Tusuk satenya dari bambu, posisi berdiri di atas pucuk tumpeng; urutan dari bawah; cabe merah besar posisi horisontal, bawang merah dikupas, telur kupas utuh, bawang merah lagi, paling atas cabe merah besar posisi vertikal.

Pisang, jajan pasar, 7 macam kolo, dan 7 macam ampyang ditata dalam satu wadah tersendiri, namanya tambir atau tampah tanpa bingkai yg lebar.

Tambirnya juga yg baru, jangan bekas. Tampah “pantatnya” rata datar, sedangkan tambir pantatnya sedikit agak cembung.

Tumpeng tujuh macam warna ukuran mini, ditaruh mengelilingi tumpeng besar. Boleh diletakkan di atas sayuran yang mengelilingi tumpeng besar.

Setelah ubo rampe semua selesai disiapkan, maka dimulailah berdoa. Doa boleh dengan tata cara atau agama masing-masing. Inilah fleksibilitas dan toleransi dalam ajaran Jawa.

Berikut ini contoh doa menurut tradisi Jawa;

Diucapkan oleh orang tua jabang bayi (ayah dan ibu);

“Niat ingsun nylameti jabang bayi, supaya kalis ing rubeda, nir ing sambikala, saka kersaning Gusti Allah. Dadiyo bocah kang bisa mikul dhuwur mendhem jero wong tuwa, migunani marang sesama, ambeg utama, yen lanang kadya Raden Komajaya, yen wadon kadya Dewi Komaratih..kabeh saka kersaning Gusti Allah.

Apabila orang tua beragama Islam, setelah doa secara tradisi, lalu bacakan surat Maryam atau surat Yusuf. Pilih di antara keduanya sesuai keinginan hati nurani. Jika feeling anda ingin membaca surat Maryam, biasanya jabang bayi lahir perempuan. Bila yang dibaca surat Yusuf, biasanya jabang bayi lahir laki-laki.

Dalam tradisi Jawa, yang membuat bumbu rujak dilakukan oleh ibu jabang bayi. Jika bumbunya rasanya asin, biasanya jabang bayi lahir perempuan. Bila tidak kasinen (kebanyakan garam), biasanya lahir laki-laki.

Akan tetapi karna teknologi medis sudah sedemikian canggih, sampai ditemukan USG empat dimensi, jenis kelamin bayi sudah dapat diketahui lebih dini.
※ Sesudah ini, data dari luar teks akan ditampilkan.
//! # TitleBar Component
//!
//! Top status bar: breadcrumb trail, favorites count and the current status
//! (loading, last error, or the active filters).
//!
//! Purely presentational. All three props come from different places:
//! `breadcrumbs` and `favorites_count` from core `App`, `status` computed by
//! the caller from loading/error/filter state. The TitleBar just renders
//! what it's given.
//!
//! ```text
//! Wildlife Showcase │ Home › Browse › Bengal Tiger │ ♥ 2 │ Loading...
//! ```

use ratatui::Frame;
use ratatui::layout::Rect;
use ratatui::text::{Line, Span};

use crate::tui::component::Component;
use crate::tui::theme::Palette;

pub const APP_TITLE: &str = "Wildlife Showcase";
const SEPARATOR: &str = " │ ";

/// How the status segment should be coloured.
#[derive(Debug, Clone, Copy, PartialEq, Eq)]
pub enum StatusKind {
    Info,
    Busy,
    Error,
}

pub struct TitleBar {
    pub breadcrumbs: Vec<String>,
    pub favorites_count: usize,
    pub status: String,
    pub status_kind: StatusKind,
    pub palette: Palette,
}

impl TitleBar {
    pub fn new(
        breadcrumbs: Vec<String>,
        favorites_count: usize,
        status: String,
        status_kind: StatusKind,
        palette: Palette,
    ) -> Self {
        Self {
            breadcrumbs,
            favorites_count,
            status,
            status_kind,
            palette,
        }
    }

    fn status_style(&self) -> ratatui::style::Style {
        match self.status_kind {
            StatusKind::Info => self.palette.muted(),
            StatusKind::Busy => self.palette.heading(),
            StatusKind::Error => ratatui::style::Style::default().fg(self.palette.error),
        }
    }
}

impl Component for TitleBar {
    fn render(&mut self, frame: &mut Frame, area: Rect) {
        let mut spans = vec![Span::styled(APP_TITLE, self.palette.heading())];

        if !self.breadcrumbs.is_empty() {
            spans.push(Span::styled(SEPARATOR, self.palette.muted()));
            spans.push(Span::styled(self.breadcrumbs.join(" › "), self.palette.text()));
        }

        spans.push(Span::styled(SEPARATOR, self.palette.muted()));
        spans.push(Span::styled(
            format!("♥ {}", self.favorites_count),
            ratatui::style::Style::default().fg(self.palette.favorite),
        ));

        if !self.status.is_empty() {
            spans.push(Span::styled(SEPARATOR, self.palette.muted()));
            spans.push(Span::styled(self.status.clone(), self.status_style()));
        }

        frame.render_widget(Line::from(spans), area);
    }
}
//! Recent searches: most recent first, no duplicates, at most five.

use crate::core::storage::{KeyValueStore, keys, load_json, save_json};

pub const MAX_RECENT_SEARCHES: usize = 5;

#[derive(Debug, Clone, Default, PartialEq, Eq)]
pub struct RecentSearches {
    entries: Vec<String>,
}

impl RecentSearches {
    pub fn load(store: &dyn KeyValueStore) -> Self {
        let stored: Vec<String> = load_json(store, keys::RECENT_SEARCHES).unwrap_or_default();
        // Re-run through `record` so hand-edited files still honour the invariants
        let mut recent = Self::default();
        for term in stored.into_iter().rev() {
            recent.record(&term);
        }
        recent
    }

    pub fn save(&self, store: &mut dyn KeyValueStore) -> bool {
        save_json(store, keys::RECENT_SEARCHES, &self.entries)
    }

    /// Moves `term` to the front. Blank terms are ignored. Returns whether
    /// the list changed.
    pub fn record(&mut self, term: &str) -> bool {
        let term = term.trim();
        if term.is_empty() {
            return false;
        }
        if self.entries.first().map(String::as_str) == Some(term) {
            return false;
        }
        self.entries.retain(|existing| existing != term);
        self.entries.insert(0, term.to_string());
        self.entries.truncate(MAX_RECENT_SEARCHES);
        true
    }

    pub fn entries(&self) -> &[String] {
        &self.entries
    }

    pub fn is_empty(&self) -> bool {
        self.entries.is_empty()
    }
}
Acara mitoni atau tingkeban yang kami paparkan di atas adalah tatacara sederhana. Akan tetapi bukan berarti tidak absah, hanya tidak lengkap saja. Sedangkan tatacara yang lengkap yang biasanya masih dilakukan di kraton-kraton dan masyarakat Jawa yang masih kuat memegang tradisi. Rangkaian acara untuk upacara mitoni secara lengkap urut-urutannya yaitu;

Siraman, memasukkan telor ayam kampung di dalam kain calon ibu dilakukan oleh calon bapak, ganti baju tujuh kali, brojolan (memasukkan kelapa gading muda), memutus benang lawe atau lilitan benang (atau janur), memecah wajan dan gayung, mencuri telor dan terakhir kendhuri.